Correlation implies causation when alternative explanations of the relationship between the correlated variables (such as confounding and bias) are removed (by appropriately modifying the study design) or controlled for (by adjusting for them in the statistical analysis).
Causation means that changing the treatment X for a person will affect the probability of the outcome Y for that person. Correlation means that people with different values of X tend to have different values of Y (so changing X does not necessarily affect Y).
In Statistics 101, every student learns to chant, “Correlation is not causation.” With good reason!The book of Why, Judea Pearl.
The problem is that everyone is interested in causation, but instead most studies report correlation (or association), for example: “Strawberry is correlated with a lower risk of cancer”.
So, what does the strawberry-cancer correlation mean in practice?
Should you start eating more strawberries? Should doctors recommend strawberries to high-risk patients to reduce their risk of cancer?
The answer to both questions is no. But why not?
Because this correlation can be explained in a million ways without assuming a direct (causal) effect of strawberries on cancer.
For instance, people who are health-conscious have a higher probability than average of: eating more fruits (such as strawberries), being non-smokers, and exercising more, therefore explaining the correlation between strawberry and the lower risk of cancer by the overall healthier lifestyle and not strawberry consumption in particular.
Which types of studies are allowed to talk about causation?
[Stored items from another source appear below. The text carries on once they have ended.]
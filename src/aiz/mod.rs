// SPDX-License-Identifier: MIT

//! aiz - turns a natural-language objective into an executed shell command

pub mod agents;
pub mod config;
pub mod consent;
pub mod prompts;
pub mod tools;
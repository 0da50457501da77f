// SPDX-License-Identifier: MIT

use crate::adk::error::{GraphError, ToolError};
use crate::adk::tool::Tool;
use jsonschema::Validator;
use serde_json::Value;
use std::collections::HashMap;
use std::sync::Arc;

struct RegisteredTool {
    tool: Arc<dyn Tool>,
    validator: Validator,
}

/// Immutable name → tool mapping shared by every run of a graph.
///
/// Argument schemas are compiled once when the registry is built.
#[derive(Clone)]
pub struct ToolRegistry {
    entries: Arc<HashMap<String, RegisteredTool>>,
    /// Declaration order, used when binding tools to a model
    order: Arc<Vec<Arc<dyn Tool>>>,
}

impl ToolRegistry {
    /// Build a registry; tool names must be unique and schemas must compile
    pub fn new(tools: Vec<Arc<dyn Tool>>) -> Result<Self, GraphError> {
        let mut entries = HashMap::with_capacity(tools.len());
        for tool in &tools {
            let name = tool.name().to_string();
            let validator = jsonschema::validator_for(tool.schema()).map_err(|e| {
                GraphError::compile("tools", format!("invalid schema for tool '{}': {}", name, e))
            })?;
            let entry = RegisteredTool {
                tool: Arc::clone(tool),
                validator,
            };
            if entries.insert(name.clone(), entry).is_some() {
                return Err(GraphError::compile(
                    "tools",
                    format!("duplicate tool name '{}'", name),
                ));
            }
        }
        Ok(Self {
            entries: Arc::new(entries),
            order: Arc::new(tools),
        })
    }

    pub fn empty() -> Self {
        Self {
            entries: Arc::new(HashMap::new()),
            order: Arc::new(Vec::new()),
        }
    }

    pub fn get(&self, name: &str) -> Option<Arc<dyn Tool>> {
        self.entries.get(name).map(|e| Arc::clone(&e.tool))
    }

    /// Tools in declaration order
    pub fn tools(&self) -> &[Arc<dyn Tool>] {
        &self.order
    }

    pub fn names(&self) -> Vec<&str> {
        self.order.iter().map(|t| t.name()).collect()
    }

    pub fn len(&self) -> usize {
        self.order.len()
    }

    pub fn is_empty(&self) -> bool {
        self.order.is_empty()
    }

    /// Resolve `name` and check `args` against its schema
    pub fn resolve(&self, name: &str, args: &Value) -> Result<Arc<dyn Tool>, ToolError> {
        let entry = self
            .entries
            .get(name)
            .ok_or_else(|| ToolError::NotFound(name.to_string()))?;

        if !entry.validator.is_valid(args) {
            let messages: Vec<String> = entry
                .validator
                .iter_errors(args)
                .map(|err| err.to_string())
                .collect();
            return Err(ToolError::validation(name, messages.join("; ")));
        }
        Ok(Arc::clone(&entry.tool))
    }
}

impl std::fmt::Debug for ToolRegistry {
    fn fmt(&self, f: &mut std::fmt::Formatter<'_>) -> std::fmt::Result {
        f.debug_struct("ToolRegistry")
            .field("tools", &self.names())
            .finish()
    }
}
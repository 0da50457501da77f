// SPDX-License-Identifier: MIT

//! Sub-agent adapter - a whole graph agent behind the `Tool` contract

use super::GraphAgent;
use crate::adk::error::ToolError;
use crate::adk::state::SessionId;
use crate::adk::tool::{input_schema, parse_args, Tool};
use async_trait::async_trait;
use schemars::JsonSchema;
use serde::Deserialize;
use serde_json::Value;
use std::sync::Arc;

const SESSION_PREFIX: &str = "worker-session";

#[derive(Debug, Deserialize, JsonSchema)]
struct DelegateArgs {
    /// The objective to hand to the sub-agent
    query: String,
}

/// Runs an inner agent to completion and returns its final assistant text.
///
/// The inner conversation never leaves this adapter; only the returned
/// string crosses into the calling graph.
pub struct SubAgentTool {
    name: String,
    description: String,
    schema: Value,
    agent: Arc<GraphAgent>,
}

impl SubAgentTool {
    pub fn new(
        name: impl Into<String>,
        description: impl Into<String>,
        agent: Arc<GraphAgent>,
    ) -> Self {
        Self {
            name: name.into(),
            description: description.into(),
            schema: input_schema::<DelegateArgs>(),
            agent,
        }
    }

    pub fn session_for(query: &str) -> SessionId {
        SessionId::derived(SESSION_PREFIX, query)
    }
}

#[async_trait]
impl Tool for SubAgentTool {
    fn name(&self) -> &str {
        &self.name
    }

    fn description(&self) -> &str {
        &self.description
    }

    fn schema(&self) -> &Value {
        &self.schema
    }

    async fn ainvoke(&self, args: Value) -> Result<String, ToolError> {
        let args: DelegateArgs = parse_args(&self.name, args)?;
        let session = Self::session_for(&args.query);
        log::info!("Delegating to {} in {}", self.name, session);

        let result = self
            .agent
            .invoke(&args.query, &session, None)
            .await
            .map_err(|e| ToolError::execution(format!("Error: {} failed: {}", self.name, e)))?;

        Ok(result
            .state
            .last_assistant_content()
            .unwrap_or_default()
            .to_string())
    }
}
The previous paragraph teaches us that if we want to compare 2 groups of people, e.g. those who eat strawberry and those who don’t, we should be certain that they are similar in every possible way except for eating strawberry. If we found such groups, then any correlation between strawberry and cancer can now be considered as evidence of a causal relationship.
Randomized controlled trials have long been the only type of study that can address causal questions since they equalize groups by randomly assigning people into:
- Those who are given the treatment (the treatment group), and
- Those who are not (the control group).
By using randomness to divide people, we ensure that the 2 groups are similar in every possible way except for the treatment. So, any correlation between the treatment and the outcome can now be interpreted as a causal association.
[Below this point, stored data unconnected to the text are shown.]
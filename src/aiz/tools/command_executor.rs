// SPDX-License-Identifier: MIT

use super::runner::{CommandRunner, RunError, ShellRunner};
use crate::adk::error::ToolError;
use crate::adk::tool::{input_schema, parse_args, Tool};
use crate::aiz::consent::ConsentProvider;
use async_trait::async_trait;
use once_cell::sync::Lazy;
use schemars::JsonSchema;
use serde::Deserialize;
use serde_json::Value;
use std::sync::Arc;
use std::time::Duration;
use tokio::sync::Mutex;

pub const COMMAND_EXECUTOR: &str = "command_executor";
pub const DEFAULT_EXECUTOR_TIMEOUT: Duration = Duration::from_secs(60);

const NO_OUTPUT: &str = "Command executed successfully with no output.";

#[derive(Debug, Deserialize, JsonSchema)]
struct ExecutorInput {
    /// The shell command string to execute
    command: String,
}

static SCHEMA: Lazy<Value> = Lazy::new(input_schema::<ExecutorInput>);

/// Runs a shell command once the operator approves it
pub struct CommandExecutorTool {
    consent: Arc<dyn ConsentProvider>,
    runner: Arc<dyn CommandRunner>,
    timeout: Duration,
    // One prompt on the terminal at a time
    prompt_turn: Mutex<()>,
}

impl CommandExecutorTool {
    pub fn new(consent: Arc<dyn ConsentProvider>) -> Self {
        Self {
            consent,
            runner: Arc::new(ShellRunner),
            timeout: DEFAULT_EXECUTOR_TIMEOUT,
            prompt_turn: Mutex::new(()),
        }
    }

    pub fn with_runner(mut self, runner: Arc<dyn CommandRunner>) -> Self {
        self.runner = runner;
        self
    }

    pub fn with_timeout(mut self, timeout: Duration) -> Self {
        self.timeout = timeout;
        self
    }

    async fn approved(&self, command: &str) -> bool {
        let _turn = self.prompt_turn.lock().await;
        let consent = Arc::clone(&self.consent);
        let proposed = format!("$ {}", command);
        // The prompt blocks on terminal input
        tokio::task::spawn_blocking(move || consent.ask(&proposed, false))
            .await
            .unwrap_or(false)
    }
}

#[async_trait]
impl Tool for CommandExecutorTool {
    fn name(&self) -> &str {
        COMMAND_EXECUTOR
    }

    fn description(&self) -> &str {
        "Executes a shell command after receiving user confirmation. Use this as the final step."
    }

    fn schema(&self) -> &Value {
        &SCHEMA
    }

    async fn ainvoke(&self, args: Value) -> Result<String, ToolError> {
        let input: ExecutorInput = parse_args(COMMAND_EXECUTOR, args)?;
        let command = input.command;

        if !self.approved(&command).await {
            log::info!("Operator declined: {}", command);
            return Err(ToolError::Cancelled);
        }

        log::info!("Executing: {}", command);
        let script = vec!["-c".to_string(), command.clone()];
        match self.runner.run("sh", &script, self.timeout).await {
            Ok(out) if out.success => {
                if out.stdout.is_empty() {
                    Ok(NO_OUTPUT.to_string())
                } else {
                    Ok(out.stdout)
                }
            }
            Ok(out) => Err(ToolError::execution(format!(
                "Error executing command:\n{}",
                out.stderr
            ))),
            Err(RunError::TimedOut) => Err(ToolError::timeout(command)),
            Err(RunError::NotFound) => Err(ToolError::execution(
                "Error executing command:\nsh: not found",
            )),
            Err(RunError::Io(e)) => Err(ToolError::execution(format!(
                "Error executing command:\n{}",
                e
            ))),
        }
    }
}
For this reason, randomized controlled trials have been considered the “gold standard” of epidemiologic studies.
Observational studies, on the other hand, where participants themselves choose whether or not to take the treatment (and the researcher is just an observer of the events), have been advised to report only correlation (and not causation) between treatment and outcome.
This is because of the baseline differences between the treatment and the control groups that represent alternative (non-causal) explanations of the relationship between the treatment and the outcome.
In theory, if we can account for all these alternative explanations — by appropriately modifying the study design or adjusting for them in the statistical analysis of the data — then there would be no problem for an observational study to answer a causal question.
In fact, the whole field of causal inference is concerned with proving causal relationships from observational data. After all, how do you think researchers proved that smoking caused cancer? Certainly you did not presume that they randomized people to smoking!
An important question remains:
What exactly are these alternative explanations?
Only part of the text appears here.